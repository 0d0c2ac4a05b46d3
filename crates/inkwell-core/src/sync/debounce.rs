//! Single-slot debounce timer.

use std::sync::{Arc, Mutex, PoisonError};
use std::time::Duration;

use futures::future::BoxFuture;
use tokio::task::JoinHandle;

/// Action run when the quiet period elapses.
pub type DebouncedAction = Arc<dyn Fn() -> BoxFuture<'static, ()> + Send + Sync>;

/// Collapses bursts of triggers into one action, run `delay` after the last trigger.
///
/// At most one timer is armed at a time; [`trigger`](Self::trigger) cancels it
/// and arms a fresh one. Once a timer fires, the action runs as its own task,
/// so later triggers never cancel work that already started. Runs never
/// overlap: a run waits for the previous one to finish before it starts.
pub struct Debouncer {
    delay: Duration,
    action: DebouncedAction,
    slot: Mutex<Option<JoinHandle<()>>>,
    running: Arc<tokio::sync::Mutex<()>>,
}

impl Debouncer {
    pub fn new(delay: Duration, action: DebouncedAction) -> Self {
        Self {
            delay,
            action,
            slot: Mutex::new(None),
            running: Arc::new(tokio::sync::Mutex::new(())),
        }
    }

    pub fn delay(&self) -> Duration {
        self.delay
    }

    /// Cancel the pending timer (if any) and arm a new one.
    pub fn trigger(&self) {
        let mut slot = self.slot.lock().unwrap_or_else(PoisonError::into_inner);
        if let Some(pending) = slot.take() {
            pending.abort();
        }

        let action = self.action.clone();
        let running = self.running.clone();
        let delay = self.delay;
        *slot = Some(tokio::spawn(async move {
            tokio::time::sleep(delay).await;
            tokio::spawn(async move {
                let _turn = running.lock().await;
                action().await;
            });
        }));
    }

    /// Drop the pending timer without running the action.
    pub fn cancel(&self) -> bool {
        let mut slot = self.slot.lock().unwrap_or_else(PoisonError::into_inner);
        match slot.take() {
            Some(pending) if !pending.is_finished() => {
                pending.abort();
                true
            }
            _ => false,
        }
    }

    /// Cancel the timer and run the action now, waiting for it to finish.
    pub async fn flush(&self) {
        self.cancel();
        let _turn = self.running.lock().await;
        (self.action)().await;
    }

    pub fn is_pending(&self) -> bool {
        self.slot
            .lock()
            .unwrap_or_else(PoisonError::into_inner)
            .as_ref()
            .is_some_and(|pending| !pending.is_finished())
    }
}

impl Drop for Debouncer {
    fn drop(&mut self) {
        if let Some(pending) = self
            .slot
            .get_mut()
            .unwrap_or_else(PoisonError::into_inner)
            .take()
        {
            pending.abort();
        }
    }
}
...
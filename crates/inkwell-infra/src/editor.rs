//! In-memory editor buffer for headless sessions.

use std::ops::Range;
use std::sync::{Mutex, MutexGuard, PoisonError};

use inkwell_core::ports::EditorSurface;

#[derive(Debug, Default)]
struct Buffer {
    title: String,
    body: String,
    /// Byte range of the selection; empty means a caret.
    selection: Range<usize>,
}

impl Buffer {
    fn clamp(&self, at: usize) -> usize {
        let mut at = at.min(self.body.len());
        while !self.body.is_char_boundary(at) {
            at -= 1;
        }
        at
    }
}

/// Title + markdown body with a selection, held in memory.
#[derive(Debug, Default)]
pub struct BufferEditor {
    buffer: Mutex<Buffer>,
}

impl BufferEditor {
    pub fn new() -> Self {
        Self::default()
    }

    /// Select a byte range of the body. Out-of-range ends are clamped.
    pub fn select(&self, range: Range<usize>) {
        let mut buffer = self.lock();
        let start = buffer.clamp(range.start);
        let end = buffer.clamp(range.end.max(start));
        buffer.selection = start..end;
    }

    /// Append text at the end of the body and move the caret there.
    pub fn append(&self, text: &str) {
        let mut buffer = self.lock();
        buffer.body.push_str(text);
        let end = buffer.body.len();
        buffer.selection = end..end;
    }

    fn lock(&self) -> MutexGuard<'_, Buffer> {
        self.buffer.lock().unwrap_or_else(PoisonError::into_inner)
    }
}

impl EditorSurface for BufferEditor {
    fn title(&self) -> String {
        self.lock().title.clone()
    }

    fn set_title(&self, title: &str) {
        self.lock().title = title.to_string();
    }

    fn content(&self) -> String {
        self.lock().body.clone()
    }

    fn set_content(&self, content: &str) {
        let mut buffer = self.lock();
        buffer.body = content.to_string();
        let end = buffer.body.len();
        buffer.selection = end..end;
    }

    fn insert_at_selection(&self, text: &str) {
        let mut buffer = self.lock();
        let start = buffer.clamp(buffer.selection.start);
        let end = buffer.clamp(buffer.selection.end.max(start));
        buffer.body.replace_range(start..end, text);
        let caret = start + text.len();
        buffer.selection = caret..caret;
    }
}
---
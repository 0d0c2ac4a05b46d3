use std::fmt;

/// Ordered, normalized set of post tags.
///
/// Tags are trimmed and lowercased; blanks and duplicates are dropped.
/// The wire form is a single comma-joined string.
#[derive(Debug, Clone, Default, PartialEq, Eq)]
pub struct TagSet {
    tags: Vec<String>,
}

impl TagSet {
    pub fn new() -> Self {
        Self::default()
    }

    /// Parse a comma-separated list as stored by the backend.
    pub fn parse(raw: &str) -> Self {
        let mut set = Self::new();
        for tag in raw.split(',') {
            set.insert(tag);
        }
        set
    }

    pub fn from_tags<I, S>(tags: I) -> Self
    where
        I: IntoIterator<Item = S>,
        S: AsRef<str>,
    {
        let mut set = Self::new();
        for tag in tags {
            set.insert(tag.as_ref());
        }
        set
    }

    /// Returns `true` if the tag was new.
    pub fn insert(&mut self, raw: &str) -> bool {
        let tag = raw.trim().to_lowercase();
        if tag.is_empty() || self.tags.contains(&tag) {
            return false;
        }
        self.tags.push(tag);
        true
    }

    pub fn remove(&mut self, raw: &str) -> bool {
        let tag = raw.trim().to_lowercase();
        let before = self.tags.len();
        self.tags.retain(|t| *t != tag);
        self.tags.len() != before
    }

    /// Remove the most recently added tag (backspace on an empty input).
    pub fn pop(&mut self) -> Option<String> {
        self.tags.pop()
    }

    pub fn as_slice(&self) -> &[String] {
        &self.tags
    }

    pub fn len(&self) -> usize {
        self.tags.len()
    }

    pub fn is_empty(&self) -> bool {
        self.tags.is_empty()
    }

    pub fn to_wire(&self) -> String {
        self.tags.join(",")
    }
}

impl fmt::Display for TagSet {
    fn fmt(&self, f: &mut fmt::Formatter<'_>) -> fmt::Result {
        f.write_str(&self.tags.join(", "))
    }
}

Try it:
Would you quote everything above from the line containing "tag was new." down to the line containing "let before = self.tags.len();"? Include both of those lines and nothing else.

Reply:
    /// Returns `true` if the tag was new.
    pub fn insert(&mut self, raw: &str) -> bool {
        let tag = raw.trim().to_lowercase();
        if tag.is_empty() || self.tags.contains(&tag) {
            return false;
        }
        self.tags.push(tag);
        true
    }

    pub fn remove(&mut self, raw: &str) -> bool {
        let tag = raw.trim().to_lowercase();
        let before = self.tags.len();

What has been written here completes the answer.